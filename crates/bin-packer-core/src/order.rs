//! Order pipeline (spec §6): the JSON-compatible input/output records and
//! the end-to-end entry point gluing validation, grouping, packing and
//! evaluation together. Everything above this module is a pure library;
//! this is the one place that knows about the wire schema.

use serde::{Deserialize, Serialize};
use tracing::instrument;

use crate::bin::ReferenceBin;
use crate::config::PackerConfiguration;
use crate::error::{EngineError, ValidationError};
use crate::item::Item;
use crate::model::Article;
use crate::packer::{self, PackingVariant};

/// The physical envelope and quota for the bins a single order packs into
/// (spec §6 `Order.colli_details`).
#[derive(Debug, Clone, Serialize, Deserialize, PartialEq)]
pub struct ColliDetails {
    pub width: i64,
    pub length: i64,
    pub height: i64,
    pub max_collis: u32,
    #[serde(default)]
    pub max_length: Option<i64>,
    #[serde(default)]
    pub max_weight: Option<f64>,
    #[serde(default)]
    pub safety_distance_smaller_articles: Option<i64>,
    #[serde(default)]
    pub min_article_width_no_safety_distance: Option<i64>,
    #[serde(default)]
    pub safety_distance_lengthwise: Option<i64>,
}

/// An order to be packed (spec §6 `Order`).
#[derive(Debug, Clone, Serialize, Deserialize, PartialEq)]
pub struct Order {
    pub order_id: String,
    pub articles: Vec<Article>,
    #[serde(default)]
    pub supplies: Option<Vec<Article>>,
    #[serde(default)]
    pub colli_details: Option<ColliDetails>,
}

/// Input to the orchestrating layer that runs the engine `num_variants`
/// times under different configurations (spec §6 `VariantsRequest`). The
/// core itself only ever packs one `(order, config)` pair at a time via
/// [`pack`]; producing several variants and ranking them is the caller's
/// responsibility (spec §2).
#[derive(Debug, Clone, Serialize, Deserialize, PartialEq)]
pub struct VariantsRequest {
    pub order: Order,
    #[serde(default)]
    pub num_variants: Option<u32>,
    #[serde(default)]
    pub config: Option<PackerConfiguration>,
}

/// Checks every static constraint on `order` before it reaches the packer:
/// non-empty, positive article dimensions, positive amounts, non-negative
/// weight, and articles that fit the declared bin envelope (spec §6, §7).
pub fn validate_order(order: &Order) -> Result<(), ValidationError> {
    if order.articles.is_empty() {
        return Err(ValidationError::EmptyOrder);
    }
    let details = order
        .colli_details
        .as_ref()
        .ok_or(ValidationError::NoReferenceBins)?;
    if details.max_collis < 1 {
        return Err(ValidationError::NoReferenceBins);
    }
    let max_length = details.max_length.unwrap_or(details.length);

    for article in &order.articles {
        if article.width <= 0 || article.length <= 0 || article.height <= 0 {
            return Err(ValidationError::NonPositiveDimensions {
                id: article.id.clone(),
                width: article.width,
                length: article.length,
                height: article.height,
            });
        }
        if article.amount < 1 {
            return Err(ValidationError::ZeroAmount {
                id: article.id.clone(),
                amount: article.amount,
            });
        }
        if article.weight < 0.0 {
            return Err(ValidationError::NegativeWeight {
                id: article.id.clone(),
                weight: article.weight,
            });
        }
        if article.width > details.width || article.length > max_length || article.height > details.height {
            return Err(ValidationError::ArticleExceedsBin {
                id: article.id.clone(),
                width: article.width,
                length: article.length,
                height: article.height,
                bin_width: details.width,
                bin_length: max_length,
                bin_height: details.height,
            });
        }
    }
    Ok(())
}

fn reference_bin_from(details: &ColliDetails, config: &PackerConfiguration) -> ReferenceBin {
    ReferenceBin {
        width: details.width,
        length: details.length,
        height: details.height,
        max_length: details.max_length,
        max_weight: details.max_weight,
        stability_factor: config.bin_stability_factor,
        overhang_y_stability_factor: config.overhang_y_stability_factor,
        safety_distance_smaller_articles: details.safety_distance_smaller_articles,
        min_article_width_no_safety_distance: details.min_article_width_no_safety_distance,
        safety_distance_lengthwise: details.safety_distance_lengthwise,
    }
}

/// Expands every article's `amount` into that many leaf [`Item::Single`]
/// instances, each carrying the article's own id (spec §3: an article is an
/// input descriptor only, items are the placeable unit).
pub fn expand_articles(order: &Order) -> Vec<Item> {
    order
        .articles
        .iter()
        .flat_map(|article| {
            (0..article.amount).map(|_| {
                Item::single(article.id.clone(), article.width, article.length, article.height, article.weight)
            })
        })
        .collect()
}

/// The full pipeline for one `(order, config)` pair: validates the order,
/// validates the configuration, expands and groups the articles, and runs
/// the layered packer against `colli_details.max_collis` identical
/// reference bins (spec §2, §6).
#[instrument(skip_all, fields(order_id = %order.order_id))]
pub fn pack(order: &Order, config: &PackerConfiguration) -> Result<PackingVariant, EngineError> {
    validate_order(order)?;
    config.validate()?;
    let details = order.colli_details.as_ref().expect("validated above");
    let reference = reference_bin_from(details, config);
    let bins: Vec<ReferenceBin> = std::iter::repeat(reference).take(details.max_collis as usize).collect();
    let items = expand_articles(order);
    Ok(packer::pack_order(&bins, items, config))
}

/// One leaf placement in the output schema (spec §6 `PackedOrder.positions`).
#[derive(Debug, Clone, Serialize, Deserialize, PartialEq)]
pub struct PositionRecord {
    pub article_id: String,
    pub x: i64,
    pub y: i64,
    pub z: i64,
    pub rotation: i32,
    pub centerpoint_x: f64,
    pub centerpoint_y: f64,
    pub centerpoint_z: f64,
}

#[derive(Debug, Clone, Serialize, Deserialize, PartialEq)]
pub struct ColliDimension {
    pub width: i64,
    pub length: i64,
    pub height: i64,
}

/// One filled bin in the output schema (spec §6 `Colli`).
#[derive(Debug, Clone, Serialize, Deserialize, PartialEq)]
pub struct Colli {
    pub colli: usize,
    pub colli_total: usize,
    pub colli_dimension: ColliDimension,
    pub positions: Vec<PositionRecord>,
}

#[derive(Debug, Clone, Serialize, Deserialize, PartialEq)]
pub struct PackedOrder {
    pub order_id: String,
    pub articles: Vec<Article>,
    pub packing_variants: Vec<Vec<Colli>>,
}

fn variant_to_collis(variant: &PackingVariant) -> Vec<Colli> {
    let total = variant.bins.len();
    variant
        .bins
        .iter()
        .enumerate()
        .map(|(idx, bin)| {
            let positions = bin
                .packed_items
                .iter()
                .flat_map(|item| item.flatten())
                .map(|leaf| {
                    let p = leaf.position.expect("bin only holds packed items");
                    PositionRecord {
                        article_id: leaf.identifier.clone(),
                        x: p.x,
                        y: p.y,
                        z: p.z,
                        rotation: p.rotation,
                        centerpoint_x: p.x as f64 + leaf.width as f64 / 2.0,
                        centerpoint_y: p.y as f64 + leaf.length as f64 / 2.0,
                        centerpoint_z: p.z as f64 + leaf.height as f64 / 2.0,
                    }
                })
                .collect();
            Colli {
                colli: idx + 1,
                colli_total: total,
                colli_dimension: ColliDimension {
                    width: bin.width(),
                    length: bin.length(),
                    height: bin.height(),
                },
                positions,
            }
        })
        .collect()
}

/// Assembles the wire-format output for a batch of variants produced for
/// `order` (spec §6 `PackedOrder`).
pub fn to_packed_order(order: &Order, variants: &[PackingVariant]) -> PackedOrder {
    PackedOrder {
        order_id: order.order_id.clone(),
        articles: order.articles.clone(),
        packing_variants: variants.iter().map(variant_to_collis).collect(),
    }
}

Problem requirements:
Would you restate, word for word, every line of the listing from its first line through the line with "pub struct Order"?

Exercise answer:
filename crates/bin-packer-core/src/order.rs
//! Order pipeline (spec §6): the JSON-compatible input/output records and
//! the end-to-end entry point gluing validation, grouping, packing and
//! evaluation together. Everything above this module is a pure library;
//! this is the one place that knows about the wire schema.

use serde::{Deserialize, Serialize};
use tracing::instrument;

use crate::bin::ReferenceBin;
use crate::config::PackerConfiguration;
use crate::error::{EngineError, ValidationError};
use crate::item::Item;
use crate::model::Article;
use crate::packer::{self, PackingVariant};

/// The physical envelope and quota for the bins a single order packs into
/// (spec §6 `Order.colli_details`).
#[derive(Debug, Clone, Serialize, Deserialize, PartialEq)]
pub struct ColliDetails {
    pub width: i64,
    pub length: i64,
    pub height: i64,
    pub max_collis: u32,
    #[serde(default)]
    pub max_length: Option<i64>,
    #[serde(default)]
    pub max_weight: Option<f64>,
    #[serde(default)]
    pub safety_distance_smaller_articles: Option<i64>,
    #[serde(default)]
    pub min_article_width_no_safety_distance: Option<i64>,
    #[serde(default)]
    pub safety_distance_lengthwise: Option<i64>,
}

/// An order to be packed (spec §6 `Order`).
#[derive(Debug, Clone, Serialize, Deserialize, PartialEq)]
pub struct Order {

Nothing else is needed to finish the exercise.